Work item: What is needed is a word-for-word copy of the records below.

(Collection entries)
=======

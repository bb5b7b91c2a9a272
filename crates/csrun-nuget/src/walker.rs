//! Breadth-first transitive dependency walk.
//!
//! Starting from the script's bound references, the walker visits each
//! `(id, version)` coordinate at most once, reads the cached package's
//! manifest, keeps the dependency groups compatible with the target, and
//! enqueues what it finds. First arrival wins: a package reached through two
//! paths keeps the version seen first.
//!
//! Failures are contained. A package whose manifest cannot be read
//! contributes no dependencies; a package that cannot be fetched at all is
//! kept in the output (the orchestrator retries it during selection) but its
//! subtree is pruned.

use std::collections::{HashSet, VecDeque};

use tracing::{debug, warn};

use crate::cache::{CacheError, PackageCache};
use crate::framework;
use crate::nuspec::Nuspec;
use crate::package::PackageCoord;
use crate::registry::Registry;

/// Walks the transitive dependency graph of a set of seed packages.
pub struct DependencyWalker<'a> {
    registry: &'a dyn Registry,
    cache: &'a PackageCache,
    target: &'a str,
}

impl<'a> DependencyWalker<'a> {
    #[must_use]
    pub fn new(registry: &'a dyn Registry, cache: &'a PackageCache, target: &'a str) -> Self {
        Self {
            registry,
            cache,
            target,
        }
    }

    /// Compute the transitive closure of `seeds` in breadth-first order.
    pub async fn walk(&self, seeds: Vec<PackageCoord>) -> Vec<PackageCoord> {
        let mut queue: VecDeque<PackageCoord> = seeds.into();
        let mut seen: HashSet<String> = HashSet::new();
        let mut resolved: Vec<PackageCoord> = Vec::new();

        while let Some(coord) = queue.pop_front() {
            if !seen.insert(coord.cache_key()) {
                continue;
            }

            match self.dependencies_of(&coord).await {
                Ok(dependencies) => {
                    for dependency in dependencies {
                        if !seen.contains(&dependency.cache_key()) {
                            queue.push_back(dependency);
                        }
                    }
                }
                Err(e) => {
                    warn!(package = %coord, error = %e, "failed to read dependencies, pruning subtree");
                }
            }
            resolved.push(coord);
        }

        debug!(count = resolved.len(), "dependency walk finished");
        resolved
    }

    /// The direct dependencies of one package, filtered for the target.
    async fn dependencies_of(
        &self,
        coord: &PackageCoord,
    ) -> Result<Vec<PackageCoord>, CacheError> {
        let dir = self
            .cache
            .ensure_cached(&coord.id, &coord.version, self.registry)
            .await?;

        let nuspec = match Nuspec::from_package_dir(&dir) {
            Ok(nuspec) => nuspec,
            Err(e) => {
                warn!(package = %coord, error = %e, "manifest unreadable, assuming no dependencies");
                return Ok(Vec::new());
            }
        };

        let mut dependencies = Vec::new();
        for group in nuspec.dependency_groups() {
            if let Some(ref tfm) = group.target_framework {
                if !framework::is_compatible(Some(tfm), Some(self.target)) {
                    continue;
                }
            }
            for dependency in &group.dependencies {
                let version = match &dependency.version {
                    Some(version) => version.clone(),
                    None => match self.registry.latest_version(&dependency.id).await {
                        Ok(version) => version,
                        Err(e) => {
                            warn!(
                                package = %coord,
                                dependency = %dependency.id,
                                error = %e,
                                "could not bind dependency version, dropping it"
                            );
                            continue;
                        }
                    },
                };
                dependencies.push(PackageCoord::new(&dependency.id, version));
            }
        }
        Ok(dependencies)
    }
}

=======

Your response:
repository bb5b7b91c2a9a272
filename crates/csrun-nuget/src/walker.rs
//! Breadth-first transitive dependency walk.
//!
//! Starting from the script's bound references, the walker visits each
//! `(id, version)` coordinate at most once, reads the cached package's
//! manifest, keeps the dependency groups compatible with the target, and
//! enqueues what it finds. First arrival wins: a package reached through two
//! paths keeps the version seen first.
//!
//! Failures are contained. A package whose manifest cannot be read
//! contributes no dependencies; a package that cannot be fetched at all is
//! kept in the output (the orchestrator retries it during selection) but its
//! subtree is pruned.

use std::collections::{HashSet, VecDeque};

use tracing::{debug, warn};

use crate::cache::{CacheError, PackageCache};
use crate::framework;
use crate::nuspec::Nuspec;
use crate::package::PackageCoord;
use crate::registry::Registry;

/// Walks the transitive dependency graph of a set of seed packages.
pub struct DependencyWalker<'a> {
    registry: &'a dyn Registry,
    cache: &'a PackageCache,
    target: &'a str,
}

impl<'a> DependencyWalker<'a> {
    #[must_use]
    pub fn new(registry: &'a dyn Registry, cache: &'a PackageCache, target: &'a str) -> Self {
        Self {
            registry,
            cache,
            target,
        }
    }

    /// Compute the transitive closure of `seeds` in breadth-first order.
    pub async fn walk(&self, seeds: Vec<PackageCoord>) -> Vec<PackageCoord> {
        let mut queue: VecDeque<PackageCoord> = seeds.into();
        let mut seen: HashSet<String> = HashSet::new();
        let mut resolved: Vec<PackageCoord> = Vec::new();

        while let Some(coord) = queue.pop_front() {
            if !seen.insert(coord.cache_key()) {
                continue;
            }

            match self.dependencies_of(&coord).await {
                Ok(dependencies) => {
                    for dependency in dependencies {
                        if !seen.contains(&dependency.cache_key()) {
                            queue.push_back(dependency);
                        }
                    }
                }
                Err(e) => {
                    warn!(package = %coord, error = %e, "failed to read dependencies, pruning subtree");
                }
            }
            resolved.push(coord);
        }

        debug!(count = resolved.len(), "dependency walk finished");
        resolved
    }

    /// The direct dependencies of one package, filtered for the target.
    async fn dependencies_of(
        &self,
        coord: &PackageCoord,
    ) -> Result<Vec<PackageCoord>, CacheError> {
        let dir = self
            .cache
            .ensure_cached(&coord.id, &coord.version, self.registry)
            .await?;

        let nuspec = match Nuspec::from_package_dir(&dir) {
            Ok(nuspec) => nuspec,
            Err(e) => {
                warn!(package = %coord, error = %e, "manifest unreadable, assuming no dependencies");
                return Ok(Vec::new());
            }
        };

        let mut dependencies = Vec::new();
        for group in nuspec.dependency_groups() {
            if let Some(ref tfm) = group.target_framework {
                if !framework::is_compatible(Some(tfm), Some(self.target)) {
                    continue;
                }
            }
            for dependency in &group.dependencies {
                let version = match &dependency.version {
                    Some(version) => version.clone(),
                    None => match self.registry.latest_version(&dependency.id).await {
                        Ok(version) => version,
                        Err(e) => {
                            warn!(
                                package = %coord,
                                dependency = %dependency.id,
                                error = %e,
                                "could not bind dependency version, dropping it"
                            );
                            continue;
                        }
                    },
                };
                dependencies.push(PackageCoord::new(&dependency.id, version));
            }
        }
        Ok(dependencies)
    }
}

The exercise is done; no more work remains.